Pursuant to 28 U.S.C. § 2254(b)(1), exhaustion is excused if a return to state court would be futile because of "an absence of available State corrective process[,] or . . . circumstances exist that render such process ineffective to protect the rights of the applicant." "Futility" exists where: "a state's highest court has ruled unfavorably on a claim involving facts and issues materially identical to those undergirding a federal habeas petition and there is no plausible reason to believe that a replay will persuade the court to reverse its field," Allen v. Attorney General of Maine, 80 F.3d 569, 573 (1st Cir. 1996); where the state provides no means of seeking the relief sought, Wallace v. Cody, 951 F.2d 1170, 1172 (10th Cir. 1991), Dawan v. Lockhart, 980 F.2d 470, 475 (8th Cir. 1992); or where the state courts have failed to alleviate obstacles to state review . . ., Hollis v. Davis, 941 F.2d 1471, 1473-1475, 1479 (11th Cir. 1991), cert. denied, 503 U.S. 938, 117 L. Ed. 2d 621, 112 S. Ct. 1478 (1992).

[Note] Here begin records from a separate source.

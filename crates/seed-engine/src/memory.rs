//! In-process storage client.
//!
//! [`MemoryStore`] keeps one [`MemoryCollection`] per model. Collections
//! assign the model's primary key on insert (UUID, object id or
//! auto-increment integer) and keep insertion order, which makes them a
//! faithful stand-in for a real store in tests and dry runs.

use crate::error::StorageError;
use crate::storage::{StorageBindings, StorageClient};
use async_trait::async_trait;
use seed_core::{ModelRegistry, Record, SeedValue};
use seed_generator::IdFormat;
use std::collections::BTreeMap;
use std::sync::atomic::{AtomicI64, Ordering};
use std::sync::Arc;
use tokio::sync::Mutex;
use uuid::Uuid;

/// Records of one model.
#[derive(Debug)]
pub struct MemoryCollection {
    key: String,
    id_format: IdFormat,
    records: Mutex<Vec<Record>>,
    next_id: AtomicI64,
}

impl MemoryCollection {
    /// Create an empty collection assigning ids to `key`.
    pub fn new(key: impl Into<String>, id_format: IdFormat) -> Self {
        Self {
            key: key.into(),
            id_format,
            records: Mutex::new(Vec::new()),
            next_id: AtomicI64::new(1),
        }
    }

    /// Copy of every stored record, in insertion order.
    pub async fn snapshot(&self) -> Vec<Record> {
        self.records.lock().await.clone()
    }

    fn assign_id(&self, record: &mut Record) {
        if record.identifier(&self.key).is_some() {
            return;
        }
        let seq = self.next_id.fetch_add(1, Ordering::Relaxed);
        let id = match self.id_format {
            IdFormat::Uuid => SeedValue::Uuid(Uuid::new_v4()),
            IdFormat::Integer => SeedValue::Int64(seq),
            IdFormat::ObjectId => {
                let mut bytes = [0u8; 12];
                bytes[4..].copy_from_slice(&seq.to_be_bytes());
                SeedValue::ObjectId(bytes)
            }
        };
        record.insert(self.key.clone(), id);
    }
}

#[async_trait]
impl StorageClient for MemoryCollection {
    async fn insert_many(&self, records: Vec<Record>) -> Result<Vec<Record>, StorageError> {
        let mut stored = self.records.lock().await;
        let mut inserted = Vec::with_capacity(records.len());
        for mut record in records {
            self.assign_id(&mut record);
            stored.push(record.clone());
            inserted.push(record);
        }
        Ok(inserted)
    }

    async fn insert_one(&self, mut record: Record) -> Result<Record, StorageError> {
        self.assign_id(&mut record);
        self.records.lock().await.push(record.clone());
        Ok(record)
    }

    async fn find(
        &self,
        limit: usize,
        projection: Option<&[String]>,
    ) -> Result<Vec<Record>, StorageError> {
        let stored = self.records.lock().await;
        Ok(stored
            .iter()
            .take(limit)
            .map(|r| match projection {
                Some(fields) => r.project(fields),
                None => r.clone(),
            })
            .collect())
    }

    async fn delete_many(&self) -> Result<u64, StorageError> {
        let mut stored = self.records.lock().await;
        let removed = stored.len() as u64;
        stored.clear();
        Ok(removed)
    }

    async fn count(&self) -> Result<u64, StorageError> {
        Ok(self.records.lock().await.len() as u64)
    }

    fn id_format(&self) -> IdFormat {
        self.id_format
    }
}

/// One in-memory collection per model of a registry.
#[derive(Debug, Default)]
pub struct MemoryStore {
    collections: BTreeMap<String, Arc<MemoryCollection>>,
}

impl MemoryStore {
    /// Create a collection for every model, keyed on its primary key.
    pub fn for_registry(registry: &ModelRegistry, id_format: IdFormat) -> Self {
        let collections = registry
            .models()
            .iter()
            .map(|model| {
                let collection = MemoryCollection::new(model.primary_key(), id_format);
                (model.name.clone(), Arc::new(collection))
            })
            .collect();
        Self { collections }
    }

    pub fn collection(&self, model: &str) -> Option<&Arc<MemoryCollection>> {
        self.collections.get(model)
    }

    /// Model names in alphabetical order.
    pub fn models(&self) -> impl Iterator<Item = &str> {
        self.collections.keys().map(String::as_str)
    }

    /// Bindings pointing every model at its collection.
    pub fn bindings(&self) -> StorageBindings {
        let mut bindings = StorageBindings::new();
        for (name, collection) in &self.collections {
            let client: Arc<dyn StorageClient> = collection.clone();
            bindings.bind(name.clone(), client);
        }
        bindings
    }
}

#[cfg(test)]
mod tests {
    use super::*;
    use seed_core::{Field, FieldType, Model};

    #[tokio::test]
    async fn test_insert_assigns_ids() {
        let collection = MemoryCollection::new("id", IdFormat::Integer);

        let inserted = collection
            .insert_many(vec![Record::new().with("n", 1i64), Record::new().with("n", 2i64)])
            .await
            .unwrap();
        let inserted_ids: Vec<_> = inserted.iter().filter_map(|r| r.get("id")?.as_i64()).collect();
        assert_eq!(inserted_ids, vec![1, 2]);
        assert_eq!(inserted[1].get("n"), Some(&SeedValue::Int64(2)));

        let one = collection
            .insert_one(Record::new().with("n", 3i64))
            .await
            .unwrap();
        assert_eq!(one.get("id"), Some(&SeedValue::Int64(3)));

        let all = collection.find(10, None).await.unwrap();
        let ids: Vec<_> = all.iter().filter_map(|r| r.get("id")?.as_i64()).collect();
        assert_eq!(ids, vec![1, 2, 3]);
    }

    #[tokio::test]
    async fn test_existing_id_is_kept() {
        let collection = MemoryCollection::new("_id", IdFormat::Uuid);
        let record = collection
            .insert_one(Record::new().with("_id", "fixed"))
            .await
            .unwrap();

        assert_eq!(record.get("_id"), Some(&SeedValue::from("fixed")));
    }

    #[tokio::test]
    async fn test_find_limit_projection_and_delete() {
        let collection = MemoryCollection::new("id", IdFormat::ObjectId);
        for i in 0..5i64 {
            collection
                .insert_one(Record::new().with("n", i).with("extra", "x"))
                .await
                .unwrap();
        }

        let projection = vec!["id".to_string()];
        let found = collection.find(3, Some(&projection)).await.unwrap();
        assert_eq!(found.len(), 3);
        assert!(found.iter().all(|r| r.len() == 1 && r.contains("id")));
        assert!(matches!(found[0].get("id"), Some(SeedValue::ObjectId(_))));

        assert_eq!(collection.delete_many().await.unwrap(), 5);
        assert_eq!(collection.count().await.unwrap(), 0);
    }

    #[tokio::test]
    async fn test_store_binds_every_model() {
        let registry = ModelRegistry::new(vec![
            Model::new("User", vec![Field::new("id", FieldType::Identifier).primary_key()]),
            Model::new("Doc", vec![Field::new("_id", FieldType::String)]),
        ])
        .unwrap();
        let store = MemoryStore::for_registry(&registry, IdFormat::Uuid);
        let bindings = store.bindings();

        assert_eq!(bindings.len(), 2);
        assert!(bindings.contains("User"));
        assert_eq!(store.models().collect::<Vec<_>>(), vec!["Doc", "User"]);

        let doc = bindings
            .get("Doc")
            .unwrap()
            .insert_one(Record::new())
            .await
            .unwrap();
        assert!(matches!(doc.get("_id"), Some(SeedValue::Uuid(_))));
    }
}
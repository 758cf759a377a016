//! Conversion between seeded records and BSON documents.
//!
//! The model's primary key is stored as MongoDB's `_id`; every other field
//! keeps its name.

use bson::spec::BinarySubtype;
use bson::{oid::ObjectId, Bson, DateTime as BsonDateTime, Document};
use seed_core::{Record, SeedValue};
use uuid::Uuid;

/// Name of the document field holding `name`.
pub fn document_field<'a>(name: &'a str, key: &str) -> &'a str {
    if name == key {
        "_id"
    } else {
        name
    }
}

pub fn seed_value_to_bson(value: &SeedValue) -> Bson {
    match value {
        SeedValue::Null => Bson::Null,
        SeedValue::Bool(b) => Bson::Boolean(*b),
        SeedValue::Int64(i) => Bson::Int64(*i),
        SeedValue::Float64(f) => Bson::Double(*f),
        SeedValue::String(s) => Bson::String(s.clone()),

        // MongoDB has a native UUID binary subtype
        SeedValue::Uuid(u) => Bson::Binary(bson::Binary {
            subtype: BinarySubtype::Uuid,
            bytes: u.as_bytes().to_vec(),
        }),
        SeedValue::ObjectId(bytes) => Bson::ObjectId(ObjectId::from_bytes(*bytes)),

        // Millisecond precision
        SeedValue::DateTime(dt) => Bson::DateTime(BsonDateTime::from_chrono(*dt)),

        SeedValue::Array(items) => Bson::Array(items.iter().map(seed_value_to_bson).collect()),
        SeedValue::Object(map) => Bson::Document(
            map.iter()
                .map(|(k, v)| (k.clone(), seed_value_to_bson(v)))
                .collect(),
        ),
    }
}

pub fn bson_to_seed_value(value: Bson) -> SeedValue {
    match value {
        Bson::Null | Bson::Undefined => SeedValue::Null,
        Bson::Boolean(b) => SeedValue::Bool(b),
        Bson::Int32(i) => SeedValue::Int64(i64::from(i)),
        Bson::Int64(i) => SeedValue::Int64(i),
        Bson::Double(f) => SeedValue::Float64(f),
        Bson::String(s) => SeedValue::String(s),
        Bson::ObjectId(oid) => SeedValue::ObjectId(oid.bytes()),
        Bson::DateTime(dt) => SeedValue::DateTime(dt.to_chrono()),
        Bson::Binary(bin) if bin.subtype == BinarySubtype::Uuid && bin.bytes.len() == 16 => {
            Uuid::from_slice(&bin.bytes).map_or(SeedValue::Null, SeedValue::Uuid)
        }
        Bson::Array(items) => SeedValue::Array(items.into_iter().map(bson_to_seed_value).collect()),
        Bson::Document(doc) => SeedValue::Object(
            doc.into_iter()
                .map(|(k, v)| (k, bson_to_seed_value(v)))
                .collect(),
        ),
        // Decimal128, timestamps, regexes... kept in their display form
        other => SeedValue::String(other.to_string()),
    }
}

/// Convert a record, storing its `key` field as `_id`.
pub fn record_to_document(record: &Record, key: &str) -> Document {
    let mut doc = Document::new();
    for (name, value) in record.iter() {
        doc.insert(document_field(name, key), seed_value_to_bson(value));
    }
    doc
}

/// Convert a document back, renaming `_id` to `key`.
pub fn document_to_record(doc: Document, key: &str) -> Record {
    doc.into_iter()
        .map(|(name, value)| {
            let name = if name == "_id" { key.to_string() } else { name };
            (name, bson_to_seed_value(value))
        })
        .collect()
}

/// Fill `key` on an inserted record from the `_id` the server reported.
pub fn with_inserted_id(mut record: Record, key: &str, id: Bson) -> Record {
    record.insert(key.to_string(), bson_to_seed_value(id));
    record
}

/// Projection document keeping `fields` (and `_id`, which MongoDB always returns).
pub fn projection_document(fields: &[String], key: &str) -> Document {
    let mut projection = Document::new();
    for name in fields {
        projection.insert(document_field(name, key), 1);
    }
    projection
}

Lines v. Larkins, 208 F.3d 153, 163 (3d Cir. 2000). In Hollis v. Davis, 941 F.2d at 1473-75, The Eleventh Circuit addressed the scenario where state courts repeatedly refused to act on a petitioner's pro se pleadings because they were "barely legible" and "largely incomprehensible," and "returning to state court would be futile" because "[w]ithout counsel, . . . [petitioner's] submissions are sure to get nowhere," and state refused to guarantee that petitioner would be appointed counsel "to help him with state filings, if his federal petition was again dismissed for failure to exhaust state remedies." Here, in contrast, the Appellate Division encouraged Petitioner to seek appellate review and provided him with information of the Public Defender's office, in order to assist him in that endeavor. Consequently, since an application to New Jersey state courts does not appear futile in Petitioner's case, and New Jersey courts provides litigants with constitutionally sufficient corrective process, Petitioner's challenges do not qualify for an exception to the exhaustion requirement.

Notably, the same conclusion applies if the Court were to construe the Petition as Petitioner's challenge to his 2007 order of commitment (i.e., address his unexhausted Ground One challenges), since Petitioner expressly acknowledges that his challenges to that order were unexhausted.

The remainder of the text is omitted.